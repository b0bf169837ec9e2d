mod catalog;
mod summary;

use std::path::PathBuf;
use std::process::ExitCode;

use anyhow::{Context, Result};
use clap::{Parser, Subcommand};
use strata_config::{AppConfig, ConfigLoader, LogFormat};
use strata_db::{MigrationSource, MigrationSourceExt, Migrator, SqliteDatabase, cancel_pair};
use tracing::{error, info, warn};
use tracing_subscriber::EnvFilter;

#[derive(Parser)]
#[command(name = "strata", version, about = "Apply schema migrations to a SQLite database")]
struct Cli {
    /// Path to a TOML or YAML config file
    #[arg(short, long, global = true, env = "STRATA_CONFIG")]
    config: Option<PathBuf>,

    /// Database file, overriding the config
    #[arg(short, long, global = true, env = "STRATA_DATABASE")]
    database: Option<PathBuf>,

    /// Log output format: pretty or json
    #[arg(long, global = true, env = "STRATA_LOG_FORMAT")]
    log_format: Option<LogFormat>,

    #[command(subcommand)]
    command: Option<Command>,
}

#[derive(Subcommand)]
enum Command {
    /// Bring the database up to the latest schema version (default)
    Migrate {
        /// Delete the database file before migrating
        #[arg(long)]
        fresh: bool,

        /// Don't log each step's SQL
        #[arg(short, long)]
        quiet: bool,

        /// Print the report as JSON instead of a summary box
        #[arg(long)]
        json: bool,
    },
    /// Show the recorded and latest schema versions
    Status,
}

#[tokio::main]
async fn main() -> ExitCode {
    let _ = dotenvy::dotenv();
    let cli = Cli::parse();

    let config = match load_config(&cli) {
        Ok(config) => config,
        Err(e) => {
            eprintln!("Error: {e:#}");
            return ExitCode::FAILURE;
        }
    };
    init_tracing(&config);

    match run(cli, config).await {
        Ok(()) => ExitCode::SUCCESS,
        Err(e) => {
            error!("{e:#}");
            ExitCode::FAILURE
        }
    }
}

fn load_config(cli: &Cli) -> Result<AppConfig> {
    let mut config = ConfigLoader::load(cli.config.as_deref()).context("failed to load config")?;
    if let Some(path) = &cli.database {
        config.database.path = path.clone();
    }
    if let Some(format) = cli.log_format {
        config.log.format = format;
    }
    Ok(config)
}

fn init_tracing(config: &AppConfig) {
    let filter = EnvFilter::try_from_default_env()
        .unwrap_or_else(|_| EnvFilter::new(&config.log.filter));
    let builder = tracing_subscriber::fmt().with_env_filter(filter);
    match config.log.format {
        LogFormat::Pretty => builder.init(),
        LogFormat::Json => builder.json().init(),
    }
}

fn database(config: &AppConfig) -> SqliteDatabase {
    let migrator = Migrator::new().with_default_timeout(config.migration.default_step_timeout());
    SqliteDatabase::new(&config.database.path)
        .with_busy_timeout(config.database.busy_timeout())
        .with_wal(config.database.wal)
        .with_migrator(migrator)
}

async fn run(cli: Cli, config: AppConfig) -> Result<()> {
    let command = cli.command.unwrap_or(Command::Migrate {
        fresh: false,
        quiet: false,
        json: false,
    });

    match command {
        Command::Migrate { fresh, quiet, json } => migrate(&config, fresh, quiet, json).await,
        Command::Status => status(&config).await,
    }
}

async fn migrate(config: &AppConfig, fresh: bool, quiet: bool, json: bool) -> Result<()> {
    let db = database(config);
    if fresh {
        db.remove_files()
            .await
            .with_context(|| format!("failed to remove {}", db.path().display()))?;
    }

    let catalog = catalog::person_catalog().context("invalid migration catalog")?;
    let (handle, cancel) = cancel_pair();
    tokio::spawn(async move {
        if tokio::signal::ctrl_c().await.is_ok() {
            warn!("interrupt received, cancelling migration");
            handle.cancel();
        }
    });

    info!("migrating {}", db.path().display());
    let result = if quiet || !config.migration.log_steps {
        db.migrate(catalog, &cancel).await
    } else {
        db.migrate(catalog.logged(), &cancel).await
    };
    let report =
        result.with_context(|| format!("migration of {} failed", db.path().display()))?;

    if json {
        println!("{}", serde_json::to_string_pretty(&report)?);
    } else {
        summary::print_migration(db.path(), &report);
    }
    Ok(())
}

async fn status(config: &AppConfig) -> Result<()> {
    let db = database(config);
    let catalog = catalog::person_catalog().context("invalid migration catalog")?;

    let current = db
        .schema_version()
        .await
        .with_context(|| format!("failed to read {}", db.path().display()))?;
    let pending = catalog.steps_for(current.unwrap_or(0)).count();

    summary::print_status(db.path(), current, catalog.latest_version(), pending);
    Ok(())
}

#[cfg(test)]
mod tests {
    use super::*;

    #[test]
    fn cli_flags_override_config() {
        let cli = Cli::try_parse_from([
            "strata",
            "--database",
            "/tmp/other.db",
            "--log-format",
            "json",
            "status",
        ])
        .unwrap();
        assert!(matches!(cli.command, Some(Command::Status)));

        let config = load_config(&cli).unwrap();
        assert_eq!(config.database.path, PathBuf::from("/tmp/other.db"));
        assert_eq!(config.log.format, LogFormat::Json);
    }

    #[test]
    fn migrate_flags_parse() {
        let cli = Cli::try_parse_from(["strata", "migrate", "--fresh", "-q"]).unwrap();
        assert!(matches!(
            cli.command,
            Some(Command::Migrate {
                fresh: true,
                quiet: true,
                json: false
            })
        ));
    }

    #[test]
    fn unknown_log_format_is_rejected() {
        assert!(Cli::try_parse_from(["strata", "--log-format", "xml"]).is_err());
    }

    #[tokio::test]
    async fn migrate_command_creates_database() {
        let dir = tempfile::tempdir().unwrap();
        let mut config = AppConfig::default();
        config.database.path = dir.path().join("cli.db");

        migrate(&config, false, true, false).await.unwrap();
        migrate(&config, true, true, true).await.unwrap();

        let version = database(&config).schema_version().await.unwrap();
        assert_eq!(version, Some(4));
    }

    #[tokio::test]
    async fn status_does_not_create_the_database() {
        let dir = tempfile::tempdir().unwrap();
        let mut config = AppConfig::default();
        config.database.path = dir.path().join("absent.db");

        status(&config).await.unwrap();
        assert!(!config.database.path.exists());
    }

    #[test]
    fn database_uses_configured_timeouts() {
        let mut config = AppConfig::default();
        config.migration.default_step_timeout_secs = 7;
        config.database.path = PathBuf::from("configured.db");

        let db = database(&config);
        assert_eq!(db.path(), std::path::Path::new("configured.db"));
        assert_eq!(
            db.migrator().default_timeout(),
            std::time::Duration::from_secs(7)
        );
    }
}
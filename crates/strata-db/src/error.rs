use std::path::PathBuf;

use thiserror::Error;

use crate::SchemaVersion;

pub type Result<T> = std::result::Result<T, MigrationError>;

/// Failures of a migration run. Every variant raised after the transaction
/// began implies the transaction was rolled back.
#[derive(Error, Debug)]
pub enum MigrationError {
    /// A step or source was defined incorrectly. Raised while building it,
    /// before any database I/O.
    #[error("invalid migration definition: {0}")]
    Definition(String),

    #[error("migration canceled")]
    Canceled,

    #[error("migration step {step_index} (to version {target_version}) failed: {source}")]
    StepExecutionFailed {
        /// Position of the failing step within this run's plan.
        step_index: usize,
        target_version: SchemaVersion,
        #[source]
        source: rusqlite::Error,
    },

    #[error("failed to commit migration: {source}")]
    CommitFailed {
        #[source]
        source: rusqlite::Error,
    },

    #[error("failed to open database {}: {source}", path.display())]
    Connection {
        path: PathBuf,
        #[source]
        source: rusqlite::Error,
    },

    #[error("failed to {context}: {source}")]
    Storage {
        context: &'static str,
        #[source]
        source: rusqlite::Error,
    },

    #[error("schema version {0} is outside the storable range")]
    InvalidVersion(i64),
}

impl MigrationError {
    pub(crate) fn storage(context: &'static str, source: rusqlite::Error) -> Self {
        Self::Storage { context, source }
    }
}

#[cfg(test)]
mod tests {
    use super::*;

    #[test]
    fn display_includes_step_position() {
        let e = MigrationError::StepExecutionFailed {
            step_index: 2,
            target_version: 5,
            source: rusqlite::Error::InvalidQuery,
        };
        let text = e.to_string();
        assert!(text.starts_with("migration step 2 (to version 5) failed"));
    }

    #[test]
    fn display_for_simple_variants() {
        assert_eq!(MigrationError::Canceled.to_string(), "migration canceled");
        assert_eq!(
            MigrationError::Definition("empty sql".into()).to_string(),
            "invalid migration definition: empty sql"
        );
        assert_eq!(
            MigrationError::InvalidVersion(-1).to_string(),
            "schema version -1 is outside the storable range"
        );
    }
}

- - - - -

Problem requirements: Please copy every line of the data that carries the string "empty".

Solution for this problem:
            MigrationError::Definition("empty sql".into()).to_string(),
            "invalid migration definition: empty sql"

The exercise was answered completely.